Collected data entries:
════════════════

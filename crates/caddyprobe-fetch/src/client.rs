//! HTTP(S) GET of the metrics endpoint.

use std::error::Error as _;
use std::time::Duration;

use reqwest::header::ACCEPT;
use reqwest::{StatusCode, Url};
use tracing::debug;

use crate::error::{FetchError, FetchResult};

/// Largest exposition document accepted. Caddy's output is a few hundred
/// kilobytes at most, even with many hosts and handlers.
pub const MAX_BODY_BYTES: usize = 16 * 1024 * 1024;

/// Fetch the exposition document at `url`.
///
/// `http://` and `https://` URLs are supported and redirects are followed.
/// The whole exchange, body included, must finish within `timeout`. A
/// non-UTF-8 body is decoded lossily.
pub async fn fetch_metrics(url: &str, timeout: Duration) -> FetchResult<String> {
    fetch_limited(url, timeout, MAX_BODY_BYTES).await
}

async fn fetch_limited(url: &str, timeout: Duration, limit: usize) -> FetchResult<String> {
    let target = parse_url(url)?;

    let result = tokio::time::timeout(timeout, get(target, limit)).await;

    match result {
        Ok(Ok(body)) => {
            debug!(%url, bytes = body.len(), "metrics fetched");
            Ok(body)
        }
        Ok(Err(e)) => {
            debug!(error = %e, %url, "metrics fetch failed");
            Err(e)
        }
        Err(_) => {
            debug!(%url, "metrics fetch timed out");
            Err(FetchError::Timeout(timeout))
        }
    }
}

fn parse_url(url: &str) -> FetchResult<Url> {
    let parsed = Url::parse(url).map_err(|e| FetchError::InvalidUrl {
        url: url.to_string(),
        reason: e.to_string(),
    })?;

    match parsed.scheme() {
        "http" | "https" => {}
        other => return Err(FetchError::UnsupportedScheme(other.to_string())),
    }
    if parsed.host_str().is_none() {
        return Err(FetchError::InvalidUrl {
            url: url.to_string(),
            reason: "missing host".to_string(),
        });
    }

    Ok(parsed)
}

async fn get(target: Url, limit: usize) -> FetchResult<String> {
    let client = reqwest::Client::builder()
        .user_agent(concat!("caddyprobe/", env!("CARGO_PKG_VERSION")))
        .build()
        .map_err(|e| FetchError::Client(describe(&e)))?;

    let address = format!(
        "{}:{}",
        target.host_str().unwrap_or_default(),
        target.port_or_known_default().unwrap_or_default()
    );

    let mut resp = client
        .get(target)
        .header(ACCEPT, "text/plain")
        .send()
        .await
        .map_err(|e| {
            if e.is_connect() {
                FetchError::Connect {
                    address,
                    reason: describe(&e),
                }
            } else {
                FetchError::Request(describe(&e))
            }
        })?;

    if resp.status() != StatusCode::OK {
        return Err(FetchError::Status(resp.status().as_u16()));
    }

    if resp.content_length().is_some_and(|len| len > limit as u64) {
        return Err(FetchError::BodyTooLarge(limit));
    }

    let mut body = Vec::new();
    while let Some(chunk) = resp
        .chunk()
        .await
        .map_err(|e| FetchError::Body(describe(&e)))?
    {
        if body.len() + chunk.len() > limit {
            return Err(FetchError::BodyTooLarge(limit));
        }
        body.extend_from_slice(&chunk);
    }

    Ok(String::from_utf8_lossy(&body).into_owned())
}

/// reqwest keeps the useful part (refused, dns, tls) in the source chain.
fn describe(e: &reqwest::Error) -> String {
    let mut text = e.to_string();
    let mut source = e.source();
    while let Some(cause) = source {
        text.push_str(": ");
        text.push_str(&cause.to_string());
        source = cause.source();
    }
    text
}
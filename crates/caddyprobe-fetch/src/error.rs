//! Error types for metrics retrieval.

use std::time::Duration;

use thiserror::Error;

pub type FetchResult<T> = Result<T, FetchError>;

#[derive(Debug, Error)]
pub enum FetchError {
    #[error("invalid metrics url {url}: {reason}")]
    InvalidUrl { url: String, reason: String },

    #[error("unsupported url scheme: {0}")]
    UnsupportedScheme(String),

    #[error("http client setup failed: {0}")]
    Client(String),

    #[error("connect to {address} failed: {reason}")]
    Connect { address: String, reason: String },

    #[error("request failed: {0}")]
    Request(String),

    #[error("unexpected status {0}")]
    Status(u16),

    #[error("failed to read body: {0}")]
    Body(String),

    #[error("body exceeds {0} bytes")]
    BodyTooLarge(usize),

    #[error("timed out after {0:?}")]
    Timeout(Duration),
}
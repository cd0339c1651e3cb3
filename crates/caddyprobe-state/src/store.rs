//! SnapshotStore — JSON file persistence of the previous run's aggregate.

use std::io::ErrorKind;
use std::path::{Path, PathBuf};

use tracing::{debug, warn};

use caddyprobe_core::Snapshot;

use crate::error::{StateError, StateResult};

/// Convert any `Display` error into a `StateError` variant via a closure factory.
macro_rules! map_err {
    ($variant:ident) => {
        |e| StateError::$variant(e.to_string())
    };
}

#[derive(Debug, Clone)]
pub struct SnapshotStore {
    path: PathBuf,
}

impl SnapshotStore {
    pub fn new(path: impl Into<PathBuf>) -> Self {
        Self { path: path.into() }
    }

    pub fn path(&self) -> &Path {
        &self.path
    }

    /// Read the stored snapshot. `Ok(None)` when no file exists yet.
    pub fn load(&self) -> StateResult<Option<Snapshot>> {
        let bytes = match std::fs::read(&self.path) {
            Ok(bytes) => bytes,
            Err(e) if e.kind() == ErrorKind::NotFound => return Ok(None),
            Err(e) => return Err(StateError::Read(e.to_string())),
        };
        let snapshot: Snapshot = serde_json::from_slice(&bytes).map_err(map_err!(Deserialize))?;
        Ok(Some(snapshot))
    }

    /// Read the stored snapshot, treating any failure as "no previous run".
    pub fn load_or_empty(&self) -> Option<Snapshot> {
        match self.load() {
            Ok(Some(snapshot)) => {
                debug!(path = ?self.path, last_run_at = ?snapshot.last_run_at, "snapshot loaded");
                Some(snapshot)
            }
            Ok(None) => {
                debug!(path = ?self.path, "no previous snapshot");
                None
            }
            Err(e) => {
                warn!(path = ?self.path, error = %e, "discarding unreadable snapshot");
                None
            }
        }
    }

    /// Overwrite the stored snapshot, creating the parent directory if needed.
    pub fn save(&self, snapshot: &Snapshot) -> StateResult<()> {
        if let Some(parent) = self.path.parent().filter(|p| !p.as_os_str().is_empty()) {
            std::fs::create_dir_all(parent).map_err(map_err!(Write))?;
        }
        let json = serde_json::to_string_pretty(snapshot).map_err(map_err!(Serialize))?;
        std::fs::write(&self.path, json).map_err(map_err!(Write))?;
        debug!(path = ?self.path, keys = snapshot.values.len(), "snapshot stored");
        Ok(())
    }
}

════════════════

• [Exercise objective]: Transcribe the records above exactly.

• [Solved problem]:
filename crates/caddyprobe-fetch/src/client.rs
//! HTTP(S) GET of the metrics endpoint.

use std::error::Error as _;
use std::time::Duration;

use reqwest::header::ACCEPT;
use reqwest::{StatusCode, Url};
use tracing::debug;

use crate::error::{FetchError, FetchResult};

/// Largest exposition document accepted. Caddy's output is a few hundred
/// kilobytes at most, even with many hosts and handlers.
pub const MAX_BODY_BYTES: usize = 16 * 1024 * 1024;

/// Fetch the exposition document at `url`.
///
/// `http://` and `https://` URLs are supported and redirects are followed.
/// The whole exchange, body included, must finish within `timeout`. A
/// non-UTF-8 body is decoded lossily.
pub async fn fetch_metrics(url: &str, timeout: Duration) -> FetchResult<String> {
    fetch_limited(url, timeout, MAX_BODY_BYTES).await
}

async fn fetch_limited(url: &str, timeout: Duration, limit: usize) -> FetchResult<String> {
    let target = parse_url(url)?;

    let result = tokio::time::timeout(timeout, get(target, limit)).await;

    match result {
        Ok(Ok(body)) => {
            debug!(%url, bytes = body.len(), "metrics fetched");
            Ok(body)
        }
        Ok(Err(e)) => {
            debug!(error = %e, %url, "metrics fetch failed");
            Err(e)
        }
        Err(_) => {
            debug!(%url, "metrics fetch timed out");
            Err(FetchError::Timeout(timeout))
        }
    }
}

fn parse_url(url: &str) -> FetchResult<Url> {
    let parsed = Url::parse(url).map_err(|e| FetchError::InvalidUrl {
        url: url.to_string(),
        reason: e.to_string(),
    })?;

    match parsed.scheme() {
        "http" | "https" => {}
        other => return Err(FetchError::UnsupportedScheme(other.to_string())),
    }
    if parsed.host_str().is_none() {
        return Err(FetchError::InvalidUrl {
            url: url.to_string(),
            reason: "missing host".to_string(),
        });
    }

    Ok(parsed)
}

async fn get(target: Url, limit: usize) -> FetchResult<String> {
    let client = reqwest::Client::builder()
        .user_agent(concat!("caddyprobe/", env!("CARGO_PKG_VERSION")))
        .build()
        .map_err(|e| FetchError::Client(describe(&e)))?;

    let address = format!(
        "{}:{}",
        target.host_str().unwrap_or_default(),
        target.port_or_known_default().unwrap_or_default()
    );

    let mut resp = client
        .get(target)
        .header(ACCEPT, "text/plain")
        .send()
        .await
        .map_err(|e| {
            if e.is_connect() {
                FetchError::Connect {
                    address,
                    reason: describe(&e),
                }
            } else {
                FetchError::Request(describe(&e))
            }
        })?;

    if resp.status() != StatusCode::OK {
        return Err(FetchError::Status(resp.status().as_u16()));
    }

    if resp.content_length().is_some_and(|len| len > limit as u64) {
        return Err(FetchError::BodyTooLarge(limit));
    }

    let mut body = Vec::new();
    while let Some(chunk) = resp
        .chunk()
        .await
        .map_err(|e| FetchError::Body(describe(&e)))?
    {
        if body.len() + chunk.len() > limit {
            return Err(FetchError::BodyTooLarge(limit));
        }
        body.extend_from_slice(&chunk);
    }

    Ok(String::from_utf8_lossy(&body).into_owned())
}

/// reqwest keeps the useful part (refused, dns, tls) in the source chain.
fn describe(e: &reqwest::Error) -> String {
    let mut text = e.to_string();
    let mut source = e.source();
    while let Some(cause) = source {
        text.push_str(": ");
        text.push_str(&cause.to_string());
        source = cause.source();
    }
    text
}
filename crates/caddyprobe-fetch/src/error.rs
//! Error types for metrics retrieval.

use std::time::Duration;

use thiserror::Error;

pub type FetchResult<T> = Result<T, FetchError>;

#[derive(Debug, Error)]
pub enum FetchError {
    #[error("invalid metrics url {url}: {reason}")]
    InvalidUrl { url: String, reason: String },

    #[error("unsupported url scheme: {0}")]
    UnsupportedScheme(String),

    #[error("http client setup failed: {0}")]
    Client(String),

    #[error("connect to {address} failed: {reason}")]
    Connect { address: String, reason: String },

    #[error("request failed: {0}")]
    Request(String),

    #[error("unexpected status {0}")]
    Status(u16),

    #[error("failed to read body: {0}")]
    Body(String),

    #[error("body exceeds {0} bytes")]
    BodyTooLarge(usize),

    #[error("timed out after {0:?}")]
    Timeout(Duration),
}
repository cd0339c1651e3cb3
filename crates/caddyprobe-state/src/store.rs
//! SnapshotStore — JSON file persistence of the previous run's aggregate.

use std::io::ErrorKind;
use std::path::{Path, PathBuf};

use tracing::{debug, warn};

use caddyprobe_core::Snapshot;

use crate::error::{StateError, StateResult};

/// Convert any `Display` error into a `StateError` variant via a closure factory.
macro_rules! map_err {
    ($variant:ident) => {
        |e| StateError::$variant(e.to_string())
    };
}

#[derive(Debug, Clone)]
pub struct SnapshotStore {
    path: PathBuf,
}

impl SnapshotStore {
    pub fn new(path: impl Into<PathBuf>) -> Self {
        Self { path: path.into() }
    }

    pub fn path(&self) -> &Path {
        &self.path
    }

    /// Read the stored snapshot. `Ok(None)` when no file exists yet.
    pub fn load(&self) -> StateResult<Option<Snapshot>> {
        let bytes = match std::fs::read(&self.path) {
            Ok(bytes) => bytes,
            Err(e) if e.kind() == ErrorKind::NotFound => return Ok(None),
            Err(e) => return Err(StateError::Read(e.to_string())),
        };
        let snapshot: Snapshot = serde_json::from_slice(&bytes).map_err(map_err!(Deserialize))?;
        Ok(Some(snapshot))
    }

    /// Read the stored snapshot, treating any failure as "no previous run".
    pub fn load_or_empty(&self) -> Option<Snapshot> {
        match self.load() {
            Ok(Some(snapshot)) => {
                debug!(path = ?self.path, last_run_at = ?snapshot.last_run_at, "snapshot loaded");
                Some(snapshot)
            }
            Ok(None) => {
                debug!(path = ?self.path, "no previous snapshot");
                None
            }
            Err(e) => {
                warn!(path = ?self.path, error = %e, "discarding unreadable snapshot");
                None
            }
        }
    }

    /// Overwrite the stored snapshot, creating the parent directory if needed.
    pub fn save(&self, snapshot: &Snapshot) -> StateResult<()> {
        if let Some(parent) = self.path.parent().filter(|p| !p.as_os_str().is_empty()) {
            std::fs::create_dir_all(parent).map_err(map_err!(Write))?;
        }
        let json = serde_json::to_string_pretty(snapshot).map_err(map_err!(Serialize))?;
        std::fs::write(&self.path, json).map_err(map_err!(Write))?;
        debug!(path = ?self.path, keys = snapshot.values.len(), "snapshot stored");
        Ok(())
    }
}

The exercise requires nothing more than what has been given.